Tell me how many lines in the entries below contain the word "single"; reply with the number and nothing else.

(Dataset entries)
········

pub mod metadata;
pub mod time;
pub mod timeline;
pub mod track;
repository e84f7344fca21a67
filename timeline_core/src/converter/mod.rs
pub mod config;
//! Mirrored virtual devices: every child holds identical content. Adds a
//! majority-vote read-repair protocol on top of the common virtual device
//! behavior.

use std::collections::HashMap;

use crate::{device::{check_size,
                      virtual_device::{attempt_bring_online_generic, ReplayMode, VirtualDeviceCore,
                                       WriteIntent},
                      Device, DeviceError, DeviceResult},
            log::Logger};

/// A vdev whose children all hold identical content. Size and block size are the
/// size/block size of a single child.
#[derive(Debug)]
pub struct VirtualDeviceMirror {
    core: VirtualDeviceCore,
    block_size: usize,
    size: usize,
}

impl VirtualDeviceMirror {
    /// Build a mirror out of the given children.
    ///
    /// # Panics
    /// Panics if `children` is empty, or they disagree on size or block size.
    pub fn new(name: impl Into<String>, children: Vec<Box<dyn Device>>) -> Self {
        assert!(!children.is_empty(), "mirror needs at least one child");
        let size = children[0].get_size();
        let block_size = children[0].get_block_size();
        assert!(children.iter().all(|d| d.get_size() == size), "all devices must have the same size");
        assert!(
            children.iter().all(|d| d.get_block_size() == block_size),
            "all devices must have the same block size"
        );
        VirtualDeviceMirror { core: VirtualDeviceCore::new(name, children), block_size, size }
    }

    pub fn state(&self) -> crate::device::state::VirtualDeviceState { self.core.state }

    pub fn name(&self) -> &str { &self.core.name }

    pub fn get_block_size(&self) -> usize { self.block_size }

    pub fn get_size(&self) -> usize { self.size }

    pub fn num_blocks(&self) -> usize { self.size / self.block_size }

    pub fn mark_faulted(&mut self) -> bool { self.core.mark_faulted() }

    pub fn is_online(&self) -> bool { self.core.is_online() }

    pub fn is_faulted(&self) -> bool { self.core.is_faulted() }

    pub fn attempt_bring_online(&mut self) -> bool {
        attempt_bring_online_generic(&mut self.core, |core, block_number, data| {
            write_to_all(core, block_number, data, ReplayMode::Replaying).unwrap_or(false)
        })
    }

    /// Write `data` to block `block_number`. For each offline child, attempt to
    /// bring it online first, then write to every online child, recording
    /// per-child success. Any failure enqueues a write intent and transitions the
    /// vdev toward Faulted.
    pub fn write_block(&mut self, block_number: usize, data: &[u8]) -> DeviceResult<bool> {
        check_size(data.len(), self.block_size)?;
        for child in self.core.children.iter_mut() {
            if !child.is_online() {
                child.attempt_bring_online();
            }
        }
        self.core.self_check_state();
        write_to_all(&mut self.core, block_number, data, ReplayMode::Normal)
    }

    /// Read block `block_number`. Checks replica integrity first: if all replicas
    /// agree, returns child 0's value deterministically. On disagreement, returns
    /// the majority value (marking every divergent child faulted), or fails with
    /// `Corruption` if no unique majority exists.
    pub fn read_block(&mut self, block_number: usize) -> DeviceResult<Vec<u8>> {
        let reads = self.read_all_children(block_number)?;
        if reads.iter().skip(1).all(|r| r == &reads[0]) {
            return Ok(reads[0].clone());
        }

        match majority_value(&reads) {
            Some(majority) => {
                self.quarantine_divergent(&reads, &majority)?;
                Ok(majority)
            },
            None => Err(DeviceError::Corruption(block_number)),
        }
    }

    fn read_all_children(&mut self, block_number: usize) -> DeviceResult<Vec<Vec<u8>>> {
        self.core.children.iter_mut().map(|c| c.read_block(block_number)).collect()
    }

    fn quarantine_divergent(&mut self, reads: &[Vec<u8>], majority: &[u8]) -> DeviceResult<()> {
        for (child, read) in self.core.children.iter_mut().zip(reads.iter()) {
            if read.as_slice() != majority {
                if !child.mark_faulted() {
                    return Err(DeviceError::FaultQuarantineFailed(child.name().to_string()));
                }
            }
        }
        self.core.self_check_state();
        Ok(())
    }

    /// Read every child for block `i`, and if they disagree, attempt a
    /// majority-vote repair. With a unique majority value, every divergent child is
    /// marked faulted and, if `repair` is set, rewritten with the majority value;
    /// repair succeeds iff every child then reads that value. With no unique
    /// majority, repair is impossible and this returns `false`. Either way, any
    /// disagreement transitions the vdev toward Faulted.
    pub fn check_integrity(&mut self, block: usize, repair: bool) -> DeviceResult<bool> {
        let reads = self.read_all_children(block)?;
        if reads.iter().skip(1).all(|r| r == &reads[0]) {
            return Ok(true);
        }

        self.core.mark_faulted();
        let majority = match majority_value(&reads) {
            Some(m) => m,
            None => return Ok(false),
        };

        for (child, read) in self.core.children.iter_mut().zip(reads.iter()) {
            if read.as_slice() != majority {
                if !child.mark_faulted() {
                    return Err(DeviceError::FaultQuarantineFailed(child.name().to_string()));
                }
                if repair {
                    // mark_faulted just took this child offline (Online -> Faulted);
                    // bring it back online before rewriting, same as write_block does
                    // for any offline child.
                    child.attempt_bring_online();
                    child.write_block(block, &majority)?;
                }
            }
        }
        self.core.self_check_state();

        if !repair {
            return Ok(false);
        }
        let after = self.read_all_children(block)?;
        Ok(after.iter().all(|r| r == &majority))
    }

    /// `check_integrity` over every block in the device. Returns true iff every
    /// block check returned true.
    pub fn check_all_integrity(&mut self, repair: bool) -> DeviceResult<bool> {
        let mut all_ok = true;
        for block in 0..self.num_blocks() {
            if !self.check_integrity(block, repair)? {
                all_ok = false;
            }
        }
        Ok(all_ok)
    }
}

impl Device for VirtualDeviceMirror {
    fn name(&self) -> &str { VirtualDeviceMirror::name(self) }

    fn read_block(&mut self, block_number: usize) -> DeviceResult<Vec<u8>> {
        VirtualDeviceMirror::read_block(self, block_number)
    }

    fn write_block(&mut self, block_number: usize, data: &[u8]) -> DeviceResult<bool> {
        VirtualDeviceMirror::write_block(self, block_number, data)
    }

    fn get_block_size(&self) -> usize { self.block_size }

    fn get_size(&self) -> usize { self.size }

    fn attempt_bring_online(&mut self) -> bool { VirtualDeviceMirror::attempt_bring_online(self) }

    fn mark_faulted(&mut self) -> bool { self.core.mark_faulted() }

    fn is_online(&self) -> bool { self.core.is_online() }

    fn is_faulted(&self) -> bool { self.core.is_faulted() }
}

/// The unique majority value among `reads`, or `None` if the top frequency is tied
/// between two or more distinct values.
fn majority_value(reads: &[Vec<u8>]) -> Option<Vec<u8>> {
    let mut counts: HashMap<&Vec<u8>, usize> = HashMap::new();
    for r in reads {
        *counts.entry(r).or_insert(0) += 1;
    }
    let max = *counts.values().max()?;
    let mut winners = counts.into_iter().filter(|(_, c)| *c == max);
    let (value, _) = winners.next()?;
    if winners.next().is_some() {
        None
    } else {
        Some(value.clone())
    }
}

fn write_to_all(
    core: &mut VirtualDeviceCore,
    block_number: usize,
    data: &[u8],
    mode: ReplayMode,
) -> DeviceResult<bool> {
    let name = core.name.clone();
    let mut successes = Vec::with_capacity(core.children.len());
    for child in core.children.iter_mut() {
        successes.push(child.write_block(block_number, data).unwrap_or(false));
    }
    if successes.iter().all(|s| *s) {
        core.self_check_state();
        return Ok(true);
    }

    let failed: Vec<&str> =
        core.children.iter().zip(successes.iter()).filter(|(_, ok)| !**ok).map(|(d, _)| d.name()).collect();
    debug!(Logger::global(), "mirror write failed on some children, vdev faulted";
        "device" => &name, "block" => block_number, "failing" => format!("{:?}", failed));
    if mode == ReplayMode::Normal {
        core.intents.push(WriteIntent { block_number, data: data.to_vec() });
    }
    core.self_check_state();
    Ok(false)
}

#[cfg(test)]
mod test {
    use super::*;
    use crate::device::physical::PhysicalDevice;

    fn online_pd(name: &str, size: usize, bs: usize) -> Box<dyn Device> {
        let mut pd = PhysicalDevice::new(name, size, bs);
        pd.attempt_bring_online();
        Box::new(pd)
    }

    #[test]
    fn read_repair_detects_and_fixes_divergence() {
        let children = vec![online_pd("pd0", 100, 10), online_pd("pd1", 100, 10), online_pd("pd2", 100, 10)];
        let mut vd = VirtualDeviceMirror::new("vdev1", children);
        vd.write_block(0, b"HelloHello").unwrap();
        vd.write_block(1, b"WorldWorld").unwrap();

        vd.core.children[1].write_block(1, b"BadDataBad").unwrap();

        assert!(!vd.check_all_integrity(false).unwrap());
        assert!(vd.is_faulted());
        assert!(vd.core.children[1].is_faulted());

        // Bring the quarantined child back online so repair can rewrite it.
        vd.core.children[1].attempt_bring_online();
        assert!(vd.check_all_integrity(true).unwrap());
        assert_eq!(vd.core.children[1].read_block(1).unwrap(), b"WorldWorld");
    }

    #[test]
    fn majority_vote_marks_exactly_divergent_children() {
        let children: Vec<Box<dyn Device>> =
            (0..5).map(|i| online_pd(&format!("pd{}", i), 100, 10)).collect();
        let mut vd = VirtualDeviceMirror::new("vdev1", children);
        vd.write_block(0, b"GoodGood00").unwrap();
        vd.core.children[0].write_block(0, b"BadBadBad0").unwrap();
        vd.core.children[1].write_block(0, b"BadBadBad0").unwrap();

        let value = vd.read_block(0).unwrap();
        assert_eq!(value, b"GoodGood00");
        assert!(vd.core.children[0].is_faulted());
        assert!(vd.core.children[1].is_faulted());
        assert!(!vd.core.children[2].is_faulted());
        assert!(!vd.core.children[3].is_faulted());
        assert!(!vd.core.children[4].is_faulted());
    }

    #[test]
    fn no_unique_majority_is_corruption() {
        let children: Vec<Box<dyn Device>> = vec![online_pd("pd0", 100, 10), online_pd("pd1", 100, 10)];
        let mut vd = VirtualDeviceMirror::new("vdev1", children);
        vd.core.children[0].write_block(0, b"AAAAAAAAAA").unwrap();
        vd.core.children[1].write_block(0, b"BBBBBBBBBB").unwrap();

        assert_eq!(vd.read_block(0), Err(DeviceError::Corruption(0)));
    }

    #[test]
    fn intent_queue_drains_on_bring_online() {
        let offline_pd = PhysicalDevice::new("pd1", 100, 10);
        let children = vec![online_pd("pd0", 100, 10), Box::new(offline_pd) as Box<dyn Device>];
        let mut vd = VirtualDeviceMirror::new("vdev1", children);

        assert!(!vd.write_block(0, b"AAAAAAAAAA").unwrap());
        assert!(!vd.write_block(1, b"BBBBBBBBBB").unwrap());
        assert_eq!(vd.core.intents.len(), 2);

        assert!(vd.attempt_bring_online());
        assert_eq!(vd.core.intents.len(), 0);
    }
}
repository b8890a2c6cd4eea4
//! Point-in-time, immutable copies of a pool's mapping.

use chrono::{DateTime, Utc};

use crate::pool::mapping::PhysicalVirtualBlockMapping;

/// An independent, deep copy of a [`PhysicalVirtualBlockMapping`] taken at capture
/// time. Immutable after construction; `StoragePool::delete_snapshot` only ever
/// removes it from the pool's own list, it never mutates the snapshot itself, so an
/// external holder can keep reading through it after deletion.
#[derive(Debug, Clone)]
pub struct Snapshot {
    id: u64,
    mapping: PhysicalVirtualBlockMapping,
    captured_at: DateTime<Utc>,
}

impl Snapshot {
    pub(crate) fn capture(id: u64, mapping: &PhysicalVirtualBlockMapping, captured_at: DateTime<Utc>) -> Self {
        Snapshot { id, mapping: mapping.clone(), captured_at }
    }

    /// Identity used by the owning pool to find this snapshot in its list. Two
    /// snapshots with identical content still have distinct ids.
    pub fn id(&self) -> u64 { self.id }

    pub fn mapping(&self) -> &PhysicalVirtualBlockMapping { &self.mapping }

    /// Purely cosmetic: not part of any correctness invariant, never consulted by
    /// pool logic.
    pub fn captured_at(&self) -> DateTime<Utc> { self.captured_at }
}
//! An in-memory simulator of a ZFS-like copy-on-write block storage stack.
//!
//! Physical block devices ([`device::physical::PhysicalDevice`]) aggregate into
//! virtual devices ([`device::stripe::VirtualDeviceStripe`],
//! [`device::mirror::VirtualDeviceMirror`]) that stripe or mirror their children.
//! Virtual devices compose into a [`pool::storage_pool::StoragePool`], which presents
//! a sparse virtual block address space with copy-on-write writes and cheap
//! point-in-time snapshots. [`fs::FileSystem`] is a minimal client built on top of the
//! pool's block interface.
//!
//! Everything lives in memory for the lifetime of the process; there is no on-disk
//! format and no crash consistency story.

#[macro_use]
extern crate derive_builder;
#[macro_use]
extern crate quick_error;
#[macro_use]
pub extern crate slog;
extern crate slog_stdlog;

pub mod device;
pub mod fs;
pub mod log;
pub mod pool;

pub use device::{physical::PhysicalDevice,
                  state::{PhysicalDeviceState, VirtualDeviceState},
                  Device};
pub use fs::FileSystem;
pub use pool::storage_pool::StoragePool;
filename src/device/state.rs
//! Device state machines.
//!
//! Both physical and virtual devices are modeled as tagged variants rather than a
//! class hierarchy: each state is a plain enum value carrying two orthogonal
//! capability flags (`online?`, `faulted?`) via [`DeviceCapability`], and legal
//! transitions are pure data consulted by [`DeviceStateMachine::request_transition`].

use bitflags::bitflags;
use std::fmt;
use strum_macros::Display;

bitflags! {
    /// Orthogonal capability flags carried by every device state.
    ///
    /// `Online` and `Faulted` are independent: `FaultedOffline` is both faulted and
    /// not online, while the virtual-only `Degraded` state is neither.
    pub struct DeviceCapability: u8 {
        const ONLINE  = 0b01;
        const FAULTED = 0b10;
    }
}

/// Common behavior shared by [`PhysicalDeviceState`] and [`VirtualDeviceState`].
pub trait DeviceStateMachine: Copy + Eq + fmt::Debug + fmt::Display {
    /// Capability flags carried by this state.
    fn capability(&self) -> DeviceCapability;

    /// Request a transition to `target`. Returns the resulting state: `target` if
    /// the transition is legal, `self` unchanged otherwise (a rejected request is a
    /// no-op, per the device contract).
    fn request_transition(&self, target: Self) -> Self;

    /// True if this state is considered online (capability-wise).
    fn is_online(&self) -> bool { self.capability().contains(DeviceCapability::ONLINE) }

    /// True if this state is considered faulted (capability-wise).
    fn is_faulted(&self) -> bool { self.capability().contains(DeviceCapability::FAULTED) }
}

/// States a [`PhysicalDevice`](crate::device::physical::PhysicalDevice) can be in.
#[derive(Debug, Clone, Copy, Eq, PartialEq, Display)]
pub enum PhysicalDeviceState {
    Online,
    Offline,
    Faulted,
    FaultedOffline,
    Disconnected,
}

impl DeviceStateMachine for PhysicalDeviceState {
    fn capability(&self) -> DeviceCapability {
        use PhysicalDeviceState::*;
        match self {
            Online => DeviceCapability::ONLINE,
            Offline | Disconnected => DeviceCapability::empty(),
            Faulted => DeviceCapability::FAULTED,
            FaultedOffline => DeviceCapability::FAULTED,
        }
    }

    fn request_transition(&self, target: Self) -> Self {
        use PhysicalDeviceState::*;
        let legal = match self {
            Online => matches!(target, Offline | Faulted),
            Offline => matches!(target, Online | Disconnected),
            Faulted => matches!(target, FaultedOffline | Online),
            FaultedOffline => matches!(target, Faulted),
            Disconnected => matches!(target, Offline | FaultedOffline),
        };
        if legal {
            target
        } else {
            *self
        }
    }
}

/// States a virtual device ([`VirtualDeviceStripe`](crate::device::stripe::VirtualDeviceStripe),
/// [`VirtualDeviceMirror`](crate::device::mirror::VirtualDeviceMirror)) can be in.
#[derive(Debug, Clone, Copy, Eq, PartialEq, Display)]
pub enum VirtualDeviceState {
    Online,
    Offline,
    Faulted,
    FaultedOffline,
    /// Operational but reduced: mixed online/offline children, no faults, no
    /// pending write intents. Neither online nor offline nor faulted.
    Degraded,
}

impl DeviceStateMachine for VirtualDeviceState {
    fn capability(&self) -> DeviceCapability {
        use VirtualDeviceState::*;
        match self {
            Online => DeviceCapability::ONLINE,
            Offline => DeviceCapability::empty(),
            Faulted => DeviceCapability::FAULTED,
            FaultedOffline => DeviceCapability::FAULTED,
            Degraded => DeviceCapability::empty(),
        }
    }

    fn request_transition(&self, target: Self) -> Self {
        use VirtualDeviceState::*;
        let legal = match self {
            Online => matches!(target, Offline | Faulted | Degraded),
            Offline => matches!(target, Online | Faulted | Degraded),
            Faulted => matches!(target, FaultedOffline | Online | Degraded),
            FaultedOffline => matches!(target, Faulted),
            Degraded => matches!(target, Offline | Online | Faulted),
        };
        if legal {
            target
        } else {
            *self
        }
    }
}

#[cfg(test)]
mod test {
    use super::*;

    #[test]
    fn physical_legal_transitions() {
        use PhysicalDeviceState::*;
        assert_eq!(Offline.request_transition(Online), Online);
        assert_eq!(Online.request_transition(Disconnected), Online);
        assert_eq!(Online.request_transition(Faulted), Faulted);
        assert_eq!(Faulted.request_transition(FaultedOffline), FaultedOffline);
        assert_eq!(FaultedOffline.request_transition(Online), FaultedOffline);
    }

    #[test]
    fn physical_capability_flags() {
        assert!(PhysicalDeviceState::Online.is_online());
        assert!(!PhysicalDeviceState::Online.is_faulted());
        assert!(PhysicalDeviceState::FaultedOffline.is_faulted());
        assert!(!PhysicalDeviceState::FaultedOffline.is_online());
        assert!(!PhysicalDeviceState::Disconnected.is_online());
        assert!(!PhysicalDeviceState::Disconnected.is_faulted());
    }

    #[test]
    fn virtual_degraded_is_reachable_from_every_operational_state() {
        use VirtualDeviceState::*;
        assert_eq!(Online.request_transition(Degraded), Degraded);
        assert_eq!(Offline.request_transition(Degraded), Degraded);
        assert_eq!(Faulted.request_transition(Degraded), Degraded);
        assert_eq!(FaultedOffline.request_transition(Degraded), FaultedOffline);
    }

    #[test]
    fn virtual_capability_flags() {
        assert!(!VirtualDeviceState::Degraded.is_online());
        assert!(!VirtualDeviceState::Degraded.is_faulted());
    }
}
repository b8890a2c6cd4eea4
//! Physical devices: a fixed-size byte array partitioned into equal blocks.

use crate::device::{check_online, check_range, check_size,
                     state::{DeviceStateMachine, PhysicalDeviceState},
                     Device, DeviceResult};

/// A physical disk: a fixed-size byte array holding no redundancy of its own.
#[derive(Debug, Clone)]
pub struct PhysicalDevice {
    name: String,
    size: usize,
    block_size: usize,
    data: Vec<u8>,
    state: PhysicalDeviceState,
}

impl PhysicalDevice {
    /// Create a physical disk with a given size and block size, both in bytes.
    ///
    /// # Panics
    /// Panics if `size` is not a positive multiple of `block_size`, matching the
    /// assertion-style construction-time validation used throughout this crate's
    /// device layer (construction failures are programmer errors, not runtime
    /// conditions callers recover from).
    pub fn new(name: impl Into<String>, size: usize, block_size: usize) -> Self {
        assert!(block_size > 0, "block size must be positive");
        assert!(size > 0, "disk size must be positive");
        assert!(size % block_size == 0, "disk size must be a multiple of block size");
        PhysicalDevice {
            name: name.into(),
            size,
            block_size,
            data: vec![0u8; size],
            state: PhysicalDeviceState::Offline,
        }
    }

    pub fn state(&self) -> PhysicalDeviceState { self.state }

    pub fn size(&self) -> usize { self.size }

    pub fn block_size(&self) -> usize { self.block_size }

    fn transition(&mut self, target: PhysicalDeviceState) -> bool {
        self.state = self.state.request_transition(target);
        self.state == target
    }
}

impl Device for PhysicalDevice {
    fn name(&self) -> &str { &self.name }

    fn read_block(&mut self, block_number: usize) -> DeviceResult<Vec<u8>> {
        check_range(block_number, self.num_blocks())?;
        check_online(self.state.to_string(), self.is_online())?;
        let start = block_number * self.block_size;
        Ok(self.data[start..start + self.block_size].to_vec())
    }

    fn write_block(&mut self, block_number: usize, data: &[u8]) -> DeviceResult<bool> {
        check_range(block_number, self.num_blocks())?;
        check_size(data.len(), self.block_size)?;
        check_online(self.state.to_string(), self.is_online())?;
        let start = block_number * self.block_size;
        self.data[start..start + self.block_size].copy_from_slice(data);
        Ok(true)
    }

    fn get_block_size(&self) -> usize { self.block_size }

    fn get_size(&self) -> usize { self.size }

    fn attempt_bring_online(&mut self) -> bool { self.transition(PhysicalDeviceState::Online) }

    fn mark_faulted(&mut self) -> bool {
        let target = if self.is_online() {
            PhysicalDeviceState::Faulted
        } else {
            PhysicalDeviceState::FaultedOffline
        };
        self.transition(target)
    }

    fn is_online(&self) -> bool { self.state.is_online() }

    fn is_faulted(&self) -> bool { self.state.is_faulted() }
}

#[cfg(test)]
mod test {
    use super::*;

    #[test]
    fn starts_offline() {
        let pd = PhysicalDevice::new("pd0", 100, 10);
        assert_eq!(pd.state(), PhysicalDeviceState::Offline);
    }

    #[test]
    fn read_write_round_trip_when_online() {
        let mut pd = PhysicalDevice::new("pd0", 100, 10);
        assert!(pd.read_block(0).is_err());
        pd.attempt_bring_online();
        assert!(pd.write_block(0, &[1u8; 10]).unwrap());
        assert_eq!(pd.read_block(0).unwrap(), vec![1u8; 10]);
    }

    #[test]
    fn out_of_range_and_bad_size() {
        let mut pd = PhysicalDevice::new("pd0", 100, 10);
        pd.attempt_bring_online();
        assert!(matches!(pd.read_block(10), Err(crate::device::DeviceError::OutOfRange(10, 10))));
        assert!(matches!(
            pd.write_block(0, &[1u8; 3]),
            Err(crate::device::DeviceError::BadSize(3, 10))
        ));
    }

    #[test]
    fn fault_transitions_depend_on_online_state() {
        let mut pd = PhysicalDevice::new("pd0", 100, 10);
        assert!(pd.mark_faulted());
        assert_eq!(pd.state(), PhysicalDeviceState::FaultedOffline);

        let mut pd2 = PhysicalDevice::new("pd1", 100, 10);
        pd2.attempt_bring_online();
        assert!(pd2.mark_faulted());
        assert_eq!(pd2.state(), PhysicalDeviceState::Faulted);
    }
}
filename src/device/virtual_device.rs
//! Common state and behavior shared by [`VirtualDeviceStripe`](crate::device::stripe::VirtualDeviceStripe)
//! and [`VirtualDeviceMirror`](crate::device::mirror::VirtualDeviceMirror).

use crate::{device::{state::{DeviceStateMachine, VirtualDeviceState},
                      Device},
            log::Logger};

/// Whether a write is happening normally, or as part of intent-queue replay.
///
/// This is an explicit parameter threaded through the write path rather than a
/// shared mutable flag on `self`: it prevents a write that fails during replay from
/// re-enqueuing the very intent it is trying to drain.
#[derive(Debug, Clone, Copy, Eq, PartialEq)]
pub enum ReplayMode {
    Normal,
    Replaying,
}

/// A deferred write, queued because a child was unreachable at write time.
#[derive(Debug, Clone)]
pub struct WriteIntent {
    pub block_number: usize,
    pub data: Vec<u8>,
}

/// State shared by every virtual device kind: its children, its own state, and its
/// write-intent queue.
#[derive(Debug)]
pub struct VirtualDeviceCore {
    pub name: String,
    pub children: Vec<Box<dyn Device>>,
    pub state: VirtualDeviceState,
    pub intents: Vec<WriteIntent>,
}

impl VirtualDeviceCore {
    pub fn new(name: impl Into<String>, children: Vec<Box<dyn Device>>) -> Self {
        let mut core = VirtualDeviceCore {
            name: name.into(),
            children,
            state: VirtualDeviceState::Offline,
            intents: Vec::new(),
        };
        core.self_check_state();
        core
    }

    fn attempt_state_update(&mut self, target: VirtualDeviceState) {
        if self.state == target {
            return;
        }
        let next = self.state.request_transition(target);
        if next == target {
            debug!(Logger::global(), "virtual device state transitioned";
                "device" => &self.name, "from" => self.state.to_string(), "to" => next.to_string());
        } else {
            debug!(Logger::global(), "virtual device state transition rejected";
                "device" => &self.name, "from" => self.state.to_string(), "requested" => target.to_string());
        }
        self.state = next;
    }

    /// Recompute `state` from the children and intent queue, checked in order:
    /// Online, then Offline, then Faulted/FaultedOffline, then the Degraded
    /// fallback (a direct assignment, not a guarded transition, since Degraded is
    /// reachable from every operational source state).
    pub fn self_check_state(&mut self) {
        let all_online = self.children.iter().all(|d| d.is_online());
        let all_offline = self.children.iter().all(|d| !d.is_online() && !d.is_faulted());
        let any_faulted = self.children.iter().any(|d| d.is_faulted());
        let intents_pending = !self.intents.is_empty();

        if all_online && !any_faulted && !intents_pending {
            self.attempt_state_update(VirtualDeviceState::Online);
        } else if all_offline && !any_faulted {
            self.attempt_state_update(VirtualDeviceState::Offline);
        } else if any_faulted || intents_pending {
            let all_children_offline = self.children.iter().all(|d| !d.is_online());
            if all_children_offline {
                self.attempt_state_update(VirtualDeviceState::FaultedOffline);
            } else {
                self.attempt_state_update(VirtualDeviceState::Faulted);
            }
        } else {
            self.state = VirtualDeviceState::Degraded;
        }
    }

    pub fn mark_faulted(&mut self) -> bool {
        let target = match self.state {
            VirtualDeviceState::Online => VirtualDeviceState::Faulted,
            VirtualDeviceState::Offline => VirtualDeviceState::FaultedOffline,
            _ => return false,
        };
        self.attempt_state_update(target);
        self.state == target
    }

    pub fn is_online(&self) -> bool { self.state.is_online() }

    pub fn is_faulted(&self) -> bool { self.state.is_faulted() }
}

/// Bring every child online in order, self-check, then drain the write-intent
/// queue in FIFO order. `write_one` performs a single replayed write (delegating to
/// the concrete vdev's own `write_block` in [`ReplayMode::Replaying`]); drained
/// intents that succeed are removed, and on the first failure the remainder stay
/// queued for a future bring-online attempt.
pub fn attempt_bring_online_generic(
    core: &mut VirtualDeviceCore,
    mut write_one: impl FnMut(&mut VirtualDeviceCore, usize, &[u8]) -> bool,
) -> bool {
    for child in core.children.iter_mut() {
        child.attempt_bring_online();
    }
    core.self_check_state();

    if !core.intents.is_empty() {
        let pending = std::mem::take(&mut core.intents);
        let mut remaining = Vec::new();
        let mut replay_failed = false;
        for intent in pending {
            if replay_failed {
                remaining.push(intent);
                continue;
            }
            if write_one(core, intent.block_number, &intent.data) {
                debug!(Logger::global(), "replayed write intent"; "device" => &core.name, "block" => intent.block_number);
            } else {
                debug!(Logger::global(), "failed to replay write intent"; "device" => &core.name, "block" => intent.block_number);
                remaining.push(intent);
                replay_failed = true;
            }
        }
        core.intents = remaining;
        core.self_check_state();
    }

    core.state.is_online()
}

········

TASK SOLUTION: 2